Despite President Bush's promise to veto legislation giving
Medicare the power to "negotiate" drug prices, the House passed the
bill earlier this year by a vote of 255 to 170. Fortunately, with
only 24 Republicans in favor, the measure falls far short of the
290 votes required to override a presidential veto. Now it's time
for the Senate to step up to the mound and strike this bill
out.
If that means a filibuster, so be it. The last thing voters want
to see is a gang of Senate Republicans trying to have it both ways,
voting "yea" to placate liberals because they know the president is
waiting to pounce with a veto.
Time and again in the Republican-controlled Senate, the Democrat
minority exercised its prerogatives under Senate rules to prevent a
bill or judicial nominee from passing unless there were 60 votes.
Sure, it was frustrating for the slim Republican majority (55
members in the 109th Congress), but the Democrats used the Senate
precisely as the Founding Fathers intended: They prevented an
impassioned and small majority from running roughshod over a large
minority on issues of vital national importance.

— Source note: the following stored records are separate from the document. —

//! `armos-cli` – ArmOS Command Line Interface
//!
//! This binary is the ignition switch for the arm controller.  It:
//!
//! 1. Loads `~/.armos/config.toml`; runs a short **First-Run Wizard** and
//!    writes defaults when the file is absent.
//! 2. Composes the hardware: serial link (handshake must succeed), range
//!    poller (UDP range feed for fire-and-forget firmware, link requests for
//!    acknowledged firmware) and UDP detection feed, or their simulated
//!    stand-ins.
//! 3. Starts the **reflex unit** on its own thread and the **intent unit** on
//!    a Tokio runtime, connected by the task channel.
//! 4. Drops the operator into the **REPL**.
//! 5. On `/quit` or **Ctrl-C** raises the shutdown flag; the reflex unit
//!    drives the arm home and releases the link before the process exits.

mod config;
mod model_server;
mod repl;

use colored::Colorize;
use std::process::ExitCode;
use std::sync::Arc;
use std::sync::atomic::{AtomicBool, Ordering};
use std::time::Duration;
use tracing::{info, warn};

use armos_hal::link::handshake;
use armos_hal::sim::{SimLink, SimPerception, SimRange};
use armos_hal::{
    AcknowledgedLink, ActuatorLink, FireAndForgetLink, LinkRangeSensor, PerceptionSource,
    RangeCell, RangePoller, RangeSensor, SerialTransport, SharedTransport, UdpDetectionFeed,
    UdpRangeFeed,
};
use armos_perception::IkSolver;
use armos_runtime::{
    ChannelUtterances, IntentUnit, LlmDriver, LlmIntentParser, ReflexUnit, StatusBoard,
    TaskExecutor, init_tracing, task_channel,
};
use armos_types::ArmError;
use config::{Config, LinkMode};

fn main() -> ExitCode {
    // Held for the whole process; dropping it flushes exported spans.
    let _telemetry = init_tracing("armos");

    print_banner();

    match run() {
        Ok(()) => ExitCode::SUCCESS,
        Err(e) => {
            eprintln!("{} {}", "fatal:".red().bold(), e);
            ExitCode::FAILURE
        }
    }
}

fn run() -> Result<(), ArmError> {
    let cfg = load_config()?;
    cfg.validate().map_err(ArmError::InvalidConfig)?;
    print_summary(&cfg);

    // ── Shared shutdown flag ──────────────────────────────────────────────
    let shutdown = Arc::new(AtomicBool::new(false));
    let shutdown_ctrlc = shutdown.clone();
    if let Err(e) = ctrlc::set_handler(move || {
        println!();
        println!("{}", "⚠  Ctrl-C received – homing the arm and shutting down …".yellow().bold());
        shutdown_ctrlc.store(true, Ordering::SeqCst);
    }) {
        warn!(error = %e, "Failed to install Ctrl-C handler; use /quit to stop the arm safely");
    }

    // Built before any thread is spawned so a failure leaves nothing behind.
    let runtime = tokio::runtime::Runtime::new()?;

    // ── Hardware ──────────────────────────────────────────────────────────
    let hardware = if cfg.simulate {
        compose_sim(&cfg, shutdown.clone())?
    } else {
        compose_serial(&cfg, shutdown.clone())?
    };

    // ── Reflex unit ───────────────────────────────────────────────────────
    let (tasks_tx, tasks_rx) = task_channel::channel();
    let executor = TaskExecutor::new(
        cfg.geometry.clone(),
        hardware.link,
        hardware.perception,
        hardware.range,
        tasks_rx,
    )
    .inspect_err(|_| shutdown.store(true, Ordering::SeqCst))?
    .with_timings(cfg.timings());

    let status = StatusBoard::new();
    let reflex = ReflexUnit::spawn(executor, cfg.control_hz, shutdown.clone(), status.clone())
        .inspect_err(|_| shutdown.store(true, Ordering::SeqCst))?;

    // ── Intent unit ───────────────────────────────────────────────────────
    check_model_server(&cfg);
    let (utterance_tx, utterances) = ChannelUtterances::channel(16);
    let driver = LlmDriver::new(cfg.llm_url.clone(), cfg.model.clone()).with_api_key(cfg.api_key.clone());
    let intent = IntentUnit::new(
        Box::new(utterances),
        Box::new(LlmIntentParser::new(driver)),
        tasks_tx,
        shutdown.clone(),
    );
    runtime.spawn(intent.run());

    // ── REPL ──────────────────────────────────────────────────────────────
    println!(
        "  Type {} for a list of commands.\n",
        "/help".bold().cyan()
    );
    // On its own thread so Ctrl-C is honoured while stdin is blocked.
    let repl_shutdown = shutdown.clone();
    let repl_status = status.clone();
    let repl = std::thread::Builder::new()
        .name("repl".to_string())
        .spawn(move || repl::run(utterance_tx, repl_status, repl_shutdown));
    if let Err(e) = &repl {
        warn!(error = %e, "could not start the console; waiting for Ctrl-C");
    }

    while !shutdown.load(Ordering::SeqCst) {
        if repl.as_ref().is_ok_and(|h| h.is_finished()) || reflex.is_finished() {
            break;
        }
        std::thread::sleep(Duration::from_millis(50));
    }
    shutdown.store(true, Ordering::SeqCst);

    // ── Shutdown ──────────────────────────────────────────────────────────
    reflex.join();
    if let Some(poller) = hardware.poller {
        poller.join();
    }
    // The intent unit may be parked on the console channel; drop it.
    runtime.shutdown_timeout(Duration::from_secs(1));

    let final_state = status.snapshot();
    info!(state = final_state.task.label(), ticks = final_state.ticks, "armos stopped");
    println!("{}", "  ✓ Arm homed and link released.".green());
    Ok(())
}

// ─────────────────────────────────────────────────────────────────────────────
// Configuration
// ─────────────────────────────────────────────────────────────────────────────

fn load_config() -> Result<Config, ArmError> {
    match config::load() {
        Ok(Some(cfg)) => {
            println!(
                "  Config loaded from {}",
                config::config_path().display().to_string().bold()
            );
            Ok(cfg)
        }
        Ok(None) => {
            let mut cfg = run_first_run_wizard();
            config::apply_env_overrides(&mut cfg);
            Ok(cfg)
        }
        Err(e) => Err(ArmError::InvalidConfig(e)),
    }
}

fn run_first_run_wizard() -> Config {
    println!();
    println!("{}", "  ╔══════════════════════════════════════╗".bold().cyan());
    println!("{}", "  ║        ArmOS First-Run Wizard        ║".bold().cyan());
    println!("{}", "  ╚══════════════════════════════════════╝".bold().cyan());
    println!();
    println!("  No configuration found.  Press Enter to accept a default.\n");

    let mut cfg = Config::default();

    cfg.serial_port = prompt_line(
        &format!("  Serial port [{}]: ", cfg.serial_port),
        &cfg.serial_port,
    );

    println!("  Link mode:");
    println!("    1) Fire-and-forget packets  (default)");
    println!("    2) Acknowledged commands");
    if prompt_line("  Enter choice [1]: ", "1") == "2" {
        cfg.link_mode = LinkMode::Acknowledged;
    }

    cfg.llm_url = prompt_line(
        &format!("  Language model server [{}]: ", cfg.llm_url),
        &cfg.llm_url,
    );

    let simulate = prompt_line("  Run without hardware (simulation)? [y/N]: ", "n");
    cfg.simulate = simulate.eq_ignore_ascii_case("y") || simulate.eq_ignore_ascii_case("yes");

    match config::save(&cfg) {
        Ok(()) => println!(
            "\n  {} Config saved to {}\n",
            "✓".green().bold(),
            config::config_path().display().to_string().bold()
        ),
        Err(e) => println!("{}: {}", "Error saving config".red(), e),
    }
    cfg
}

// ─────────────────────────────────────────────────────────────────────────────
// Composition
// ─────────────────────────────────────────────────────────────────────────────

/// Collaborators handed to the executor, plus the threads feeding them.
struct Hardware {
    link: Box<dyn ActuatorLink>,
    perception: Box<dyn PerceptionSource>,
    range: Box<dyn RangeSensor>,
    poller: Option<RangePoller>,
}

fn compose_serial(cfg: &Config, shutdown: Arc<AtomicBool>) -> Result<Hardware, ArmError> {
    print!("  Opening {} at {} baud … ", cfg.serial_port.bold(), cfg.baud_rate);
    flush_stdout();
    let port = SerialTransport::open(&cfg.serial_port, cfg.baud_rate)?;
    let transport = SharedTransport::new(port);
    println!("{}", "OK".green());

    print!("  Waiting for controller ({} s max) … ", cfg.handshake_timeout().as_secs());
    flush_stdout();
    handshake(&transport, cfg.handshake_settle(), cfg.handshake_timeout())?;
    println!("{}", "Ready".green());

    let (link, range) = serial_collaborators(cfg, transport)?;

    let perception = UdpDetectionFeed::bind(
        &format!("0.0.0.0:{}", cfg.detection_port),
        cfg.detection_max_age(),
    )?;
    println!("  Detections on UDP {}", cfg.detection_port.to_string().bold());

    let cell = RangeCell::new();
    let poller = RangePoller::spawn(range, cell.clone(), cfg.range_poll_period(), shutdown)?;

    Ok(Hardware {
        link,
        perception: Box::new(perception),
        range: Box::new(cell),
        poller: Some(poller),
    })
}

/// Servo link and range source for the configured firmware.
///
/// Fire-and-forget firmware parses nothing but 4-byte servo packets, so its
/// range readings arrive over UDP and never share the servo wire.
fn serial_collaborators(
    cfg: &Config,
    transport: SharedTransport,
) -> Result<(Box<dyn ActuatorLink>, Box<dyn RangeSensor>), ArmError> {
    match cfg.link_mode {
        LinkMode::FireAndForget => {
            let range =
                UdpRangeFeed::bind(&format!("0.0.0.0:{}", cfg.range_port), cfg.range_max_age())?;
            println!("  Range readings on UDP {}", cfg.range_port.to_string().bold());
            Ok((Box::new(FireAndForgetLink::new(transport)), Box::new(range)))
        }
        LinkMode::Acknowledged => Ok((
            Box::new(AcknowledgedLink::new(transport.clone())),
            Box::new(LinkRangeSensor::new(transport)),
        )),
    }
}

fn compose_sim(cfg: &Config, shutdown: Arc<AtomicBool>) -> Result<Hardware, ArmError> {
    println!("  {} no serial or camera traffic", "Simulation:".yellow().bold());

    let perception = SimPerception::new();
    let [px, py] = cfg.sim.pixel;
    perception.push_object(&cfg.sim.object, px, py, 0.9);
    let range = SimRange::new();
    range.push(cfg.sim.range_cm);

    // Same polling path as the hardware sensor.
    let cell = RangeCell::new();
    let poller = RangePoller::spawn(Box::new(range), cell.clone(), cfg.range_poll_period(), shutdown)?;

    Ok(Hardware {
        link: Box::new(SimLink::new()),
        perception: Box::new(perception),
        range: Box::new(cell),
        poller: Some(poller),
    })
}

fn check_model_server(cfg: &Config) {
    print!("  Checking model server at {} … ", cfg.llm_url.dimmed());
    flush_stdout();
    match model_server::list_models(&cfg.llm_url, &cfg.api_key) {
        Ok(models) if model_server::has_model(&models, &cfg.model) => {
            println!("{} (model {} available)", "online".green(), cfg.model.bold());
        }
        Ok(models) => {
            println!("{}", "online".green());
            println!(
                "  {} model {} not among {} offered; spoken requests will fail.",
                "Warning:".yellow(),
                cfg.model.bold(),
                models.len()
            );
        }
        Err(e) => {
            println!("{}", "offline".yellow());
            println!("  {}", e.dimmed());
            println!("  Slash commands still work; spoken requests need a model server.");
        }
    }
}

// ─────────────────────────────────────────────────────────────────────────────
// Banner
// ─────────────────────────────────────────────────────────────────────────────

fn print_banner() {
    println!();
    println!("{}", r#"    ___                 ____  _____"#.bold().cyan());
    println!("{}", r#"   /   |  _________ ___/ __ \/ ___/"#.bold().cyan());
    println!("{}", r#"  / /| | / ___/ __ `__ \ / / /\__ \ "#.bold().cyan());
    println!("{}", r#" / ___ |/ /  / / / / / / /_/ /___/ /"#.bold().cyan());
    println!("{}", r#"/_/  |_/_/  /_/ /_/ /_/\____//____/ "#.bold().cyan());
    println!();
    println!("  {} {}",
        "ArmOS".bold(),
        format!("v{}", env!("CARGO_PKG_VERSION")).dimmed()
    );
    println!("  Voice-driven pick-and-place controller");
    println!();
}

fn print_summary(cfg: &Config) {
    let solver = IkSolver::from_geometry(&cfg.geometry);
    println!(
        "  Arm reach {:.1}–{:.1} cm, control loop {} Hz, link {}",
        solver.min_reach(),
        solver.max_reach(),
        cfg.control_hz,
        cfg.link_mode.to_string().bold()
    );
}

// ─────────────────────────────────────────────────────────────────────────────
// Helpers
// ─────────────────────────────────────────────────────────────────────────────

fn flush_stdout() {
    use std::io::Write;
    std::io::stdout().flush().ok();
}

fn prompt_line(msg: &str, default: &str) -> String {
    use std::io::BufRead;
    print!("{}", msg);
    flush_stdout();
    let mut line = String::new();
    match std::io::stdin().lock().read_line(&mut line) {
        Ok(_) => {
            let t = line.trim().to_string();
            if t.is_empty() { default.to_string() } else { t }
        }
        Err(_) => default.to_string(),
    }
}
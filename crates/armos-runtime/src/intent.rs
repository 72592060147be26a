//! Intent unit – the slow side of the system.
//!
//! Turns operator utterances into commands and posts them to the task channel.
//! Everything here is allowed to block (typing, HTTP round-trips to a model)
//! because it runs on Tokio, never on the reflex thread.
//!
//! * [`UtteranceSource`] yields raw text, e.g. [`ChannelUtterances`] fed by
//!   the console.
//! * [`IntentParser`] maps one utterance to a [`CommandMessage`].
//!   [`LlmIntentParser`] asks a language model, except for utterances that
//!   already are a command object, which bypass the model.
//! * [`IntentUnit::run`] glues them together: one utterance, one parse, at
//!   most one command per cycle.

use std::sync::Arc;
use std::sync::atomic::{AtomicBool, Ordering};
use std::time::Duration;

use armos_types::{ArmError, CommandMessage};
use async_trait::async_trait;
use tokio::sync::mpsc;
use tracing::{debug, info, warn};

use crate::llm_driver::{ChatMessage, LlmDriver, Role, parse_command_reply};
use crate::task_channel::TaskSender;

/// Pause after a failed parse before handling the next utterance.
pub const DEFAULT_BACKOFF: Duration = Duration::from_secs(1);

// ─────────────────────────────────────────────────────────────────────────────
// Traits
// ─────────────────────────────────────────────────────────────────────────────

/// Produces operator utterances.  `None` means the source is exhausted.
#[async_trait]
pub trait UtteranceSource: Send {
    async fn next_utterance(&mut self) -> Option<String>;
}

/// Maps an utterance to a raw command message.
#[async_trait]
pub trait IntentParser: Send + Sync {
    /// # Errors
    ///
    /// Returns [`ArmError::Llm`] when the utterance cannot be interpreted.
    async fn parse(&self, utterance: &str) -> Result<CommandMessage, ArmError>;
}

// ─────────────────────────────────────────────────────────────────────────────
// Sources
// ─────────────────────────────────────────────────────────────────────────────

/// Utterances pushed through a Tokio channel (e.g. from a stdin thread).
pub struct ChannelUtterances {
    rx: mpsc::Receiver<String>,
}

impl ChannelUtterances {
    /// Create a source plus the sender that feeds it.
    pub fn channel(capacity: usize) -> (mpsc::Sender<String>, Self) {
        let (tx, rx) = mpsc::channel(capacity.max(1));
        (tx, Self { rx })
    }
}

#[async_trait]
impl UtteranceSource for ChannelUtterances {
    async fn next_utterance(&mut self) -> Option<String> {
        self.rx.recv().await
    }
}

// ─────────────────────────────────────────────────────────────────────────────
// Parsers
// ─────────────────────────────────────────────────────────────────────────────

/// Parse `utterance` directly when it already is a command object.
pub fn parse_direct(utterance: &str) -> Option<CommandMessage> {
    let trimmed = utterance.trim();
    if !(trimmed.starts_with('{') && trimmed.ends_with('}')) {
        return None;
    }
    serde_json::from_str(trimmed).ok()
}

/// Language-model backed parser.
pub struct LlmIntentParser {
    driver: LlmDriver,
}

impl LlmIntentParser {
    pub fn new(driver: LlmDriver) -> Self {
        Self { driver }
    }
}

#[async_trait]
impl IntentParser for LlmIntentParser {
    async fn parse(&self, utterance: &str) -> Result<CommandMessage, ArmError> {
        if let Some(message) = parse_direct(utterance) {
            debug!(?message, "command object bypasses the model");
            return Ok(message);
        }

        let messages = [ChatMessage {
            role: Role::User,
            content: utterance.to_string(),
        }];
        let reply = self.driver.complete(&messages).await?;
        debug!(model = self.driver.model(), %reply, "model reply");
        Ok(parse_command_reply(&reply)?)
    }
}

// ─────────────────────────────────────────────────────────────────────────────
// IntentUnit
// ─────────────────────────────────────────────────────────────────────────────

pub struct IntentUnit {
    source: Box<dyn UtteranceSource>,
    parser: Box<dyn IntentParser>,
    tasks: TaskSender,
    shutdown: Arc<AtomicBool>,
    backoff: Duration,
}

impl IntentUnit {
    pub fn new(
        source: Box<dyn UtteranceSource>,
        parser: Box<dyn IntentParser>,
        tasks: TaskSender,
        shutdown: Arc<AtomicBool>,
    ) -> Self {
        Self {
            source,
            parser,
            tasks,
            shutdown,
            backoff: DEFAULT_BACKOFF,
        }
    }

    pub fn with_backoff(mut self, backoff: Duration) -> Self {
        self.backoff = backoff;
        self
    }

    /// Loop until the source ends, shutdown is raised or the reflex side
    /// hangs up.
    pub async fn run(mut self) {
        info!("intent unit started");
        while !self.shutdown.load(Ordering::Relaxed) {
            let Some(utterance) = self.source.next_utterance().await else {
                break;
            };
            let utterance = utterance.trim();
            if utterance.is_empty() {
                continue;
            }

            match self.parser.parse(utterance).await {
                Ok(message) => match self.tasks.post_message(message) {
                    Ok(()) => info!(%utterance, "command posted"),
                    Err(ArmError::ChannelClosed) => {
                        warn!("task channel closed; intent unit exiting");
                        break;
                    }
                    // Already logged at the channel boundary.
                    Err(_) => {}
                },
                Err(e) => {
                    warn!(%utterance, error = %e, "could not interpret utterance");
                    tokio::time::sleep(self.backoff).await;
                }
            }
        }
        info!("intent unit stopped");
    }
}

Now, in the 110th Congress, the Democrats control the Senate by
an even narrower majority (51 to 49, with two Independents usually
voting with the Democrats). Still, they haven't let this razor-thin
majority dampen their newfound electoral hubris. The Republican
minority would be well within its rights to insist on 60 votes to
pass a measure that violates the conservative, free-market,
economic-growth principles that most of its members purport to
stand for.
This shouldn't be an uphill political battle for the
Republicans. The facts are on their side. Even the Congressional
Budget Office agrees that price controls via government price
negotiations will not lower prescription drug prices or save our
tax dollars. Three days before the bill passed the House, CBO
Acting Director Donald Marron told Rep. John Dingell (D-Mich.), one
of the bill's sponsors, that the Secretary of Health and Human
Services "would be unable to negotiate prices across the broad
range of covered Part D drugs that are more favorable than those
obtained by [the plans] under current law."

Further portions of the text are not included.